[Saved entries]
[Start of Attachment]

//! Login and registration forms.

use dioxus::prelude::*;

use crate::html_escape;
use crate::layout::{form_error, page};

#[derive(Props, Clone, PartialEq, Default)]
pub struct LoginPageProps {
    /// Pre-filled after a failed attempt.
    pub username: String,
    pub error: Option<String>,
    pub flash: Option<String>,
}

#[component]
pub fn LoginPage(props: LoginPageProps) -> Element {
    let LoginPageProps {
        username,
        error,
        flash,
    } = props;
    let error = form_error(error.as_deref());
    let username = html_escape(&username);

    page(
        "Log in",
        None,
        flash.as_deref(),
        rsx! {
            form {
                class: "auth-form",
                method: "post",
                action: "/login",
                h1 { "Log in" }
                {error}
                label { r#for: "username", "Username" }
                input {
                    id: "username",
                    r#type: "text",
                    name: "username",
                    value: "{username}",
                    autocomplete: "username",
                    required: true,
                }
                label { r#for: "password", "Password" }
                input {
                    id: "password",
                    r#type: "password",
                    name: "password",
                    autocomplete: "current-password",
                    required: true,
                }
                button { class: "btn", r#type: "submit", "Log in" }
                p {
                    class: "muted",
                    "No account yet? "
                    a { href: "/register", "Register" }
                }
            }
        },
    )
}

#[derive(Props, Clone, PartialEq, Default)]
pub struct RegisterPageProps {
    pub username: String,
    pub error: Option<String>,
}

#[component]
pub fn RegisterPage(props: RegisterPageProps) -> Element {
    let RegisterPageProps { username, error } = props;
    let error = form_error(error.as_deref());
    let username = html_escape(&username);

    page(
        "Register",
        None,
        None,
        rsx! {
            form {
                class: "auth-form",
                method: "post",
                action: "/register",
                h1 { "Create an account" }
                {error}
                label { r#for: "username", "Username" }
                input {
                    id: "username",
                    r#type: "text",
                    name: "username",
                    value: "{username}",
                    autocomplete: "username",
                    minlength: "3",
                    maxlength: "32",
                    required: true,
                }
                label { r#for: "password", "Password" }
                input {
                    id: "password",
                    r#type: "password",
                    name: "password",
                    autocomplete: "new-password",
                    minlength: "8",
                    required: true,
                }
                button { class: "btn", r#type: "submit", "Register" }
                p {
                    class: "muted",
                    "Already registered? "
                    a { href: "/login", "Log in" }
                }
            }
        },
    )
}

#[cfg(test)]
mod tests {
    use super::*;
    use crate::render;

    #[test]
    fn test_login_page_escapes_username() {
        let html = render(
            LoginPage,
            LoginPageProps {
                username: "<script>".to_string(),
                error: Some("invalid username or password".to_string()),
                flash: None,
            },
        );

        assert!(html.starts_with("<!DOCTYPE html>"));
        assert!(html.contains("action=\"/login\""));
        assert!(html.contains("invalid username or password"));
        assert!(!html.contains("<script>"));
    }

    #[test]
    fn test_username_cannot_break_out_of_value() {
        let html = render(
            LoginPage,
            LoginPageProps {
                username: "x\" autofocus onfocus=\"alert(1)".to_string(),
                ..Default::default()
            },
        );
        assert!(html.contains("value=\"x&quot; autofocus onfocus=&quot;alert(1)\""));
        assert!(!html.contains("onfocus=\"alert(1)\""));

        let html = render(
            RegisterPage,
            RegisterPageProps {
                username: "<b>\"bob\"".to_string(),
                error: None,
            },
        );
        assert!(html.contains("value=\"&lt;b&gt;&quot;bob&quot;\""));
    }

    #[test]
    fn test_register_page_posts_to_register() {
        let html = render(RegisterPage, RegisterPageProps::default());
        assert!(html.contains("action=\"/register\""));
        assert!(html.contains("name=\"password\""));
    }
}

[End of Attachment]

## Exercise brief
For this exercise, write out all of the data exactly.

## Solution
//! Login and registration forms.

use dioxus::prelude::*;

use crate::html_escape;
use crate::layout::{form_error, page};

#[derive(Props, Clone, PartialEq, Default)]
pub struct LoginPageProps {
    /// Pre-filled after a failed attempt.
    pub username: String,
    pub error: Option<String>,
    pub flash: Option<String>,
}

#[component]
pub fn LoginPage(props: LoginPageProps) -> Element {
    let LoginPageProps {
        username,
        error,
        flash,
    } = props;
    let error = form_error(error.as_deref());
    let username = html_escape(&username);

    page(
        "Log in",
        None,
        flash.as_deref(),
        rsx! {
            form {
                class: "auth-form",
                method: "post",
                action: "/login",
                h1 { "Log in" }
                {error}
                label { r#for: "username", "Username" }
                input {
                    id: "username",
                    r#type: "text",
                    name: "username",
                    value: "{username}",
                    autocomplete: "username",
                    required: true,
                }
                label { r#for: "password", "Password" }
                input {
                    id: "password",
                    r#type: "password",
                    name: "password",
                    autocomplete: "current-password",
                    required: true,
                }
                button { class: "btn", r#type: "submit", "Log in" }
                p {
                    class: "muted",
                    "No account yet? "
                    a { href: "/register", "Register" }
                }
            }
        },
    )
}

#[derive(Props, Clone, PartialEq, Default)]
pub struct RegisterPageProps {
    pub username: String,
    pub error: Option<String>,
}

#[component]
pub fn RegisterPage(props: RegisterPageProps) -> Element {
    let RegisterPageProps { username, error } = props;
    let error = form_error(error.as_deref());
    let username = html_escape(&username);

    page(
        "Register",
        None,
        None,
        rsx! {
            form {
                class: "auth-form",
                method: "post",
                action: "/register",
                h1 { "Create an account" }
                {error}
                label { r#for: "username", "Username" }
                input {
                    id: "username",
                    r#type: "text",
                    name: "username",
                    value: "{username}",
                    autocomplete: "username",
                    minlength: "3",
                    maxlength: "32",
                    required: true,
                }
                label { r#for: "password", "Password" }
                input {
                    id: "password",
                    r#type: "password",
                    name: "password",
                    autocomplete: "new-password",
                    minlength: "8",
                    required: true,
                }
                button { class: "btn", r#type: "submit", "Register" }
                p {
                    class: "muted",
                    "Already registered? "
                    a { href: "/login", "Log in" }
                }
            }
        },
    )
}

#[cfg(test)]
mod tests {
    use super::*;
    use crate::render;

    #[test]
    fn test_login_page_escapes_username() {
        let html = render(
            LoginPage,
            LoginPageProps {
                username: "<script>".to_string(),
                error: Some("invalid username or password".to_string()),
                flash: None,
            },
        );

        assert!(html.starts_with("<!DOCTYPE html>"));
        assert!(html.contains("action=\"/login\""));
        assert!(html.contains("invalid username or password"));
        assert!(!html.contains("<script>"));
    }

    #[test]
    fn test_username_cannot_break_out_of_value() {
        let html = render(
            LoginPage,
            LoginPageProps {
                username: "x\" autofocus onfocus=\"alert(1)".to_string(),
                ..Default::default()
            },
        );
        assert!(html.contains("value=\"x&quot; autofocus onfocus=&quot;alert(1)\""));
        assert!(!html.contains("onfocus=\"alert(1)\""));

        let html = render(
            RegisterPage,
            RegisterPageProps {
                username: "<b>\"bob\"".to_string(),
                error: None,
            },
        );
        assert!(html.contains("value=\"&lt;b&gt;&quot;bob&quot;\""));
    }

    #[test]
    fn test_register_page_posts_to_register() {
        let html = render(RegisterPage, RegisterPageProps::default());
        assert!(html.contains("action=\"/register\""));
        assert!(html.contains("name=\"password\""));
    }
}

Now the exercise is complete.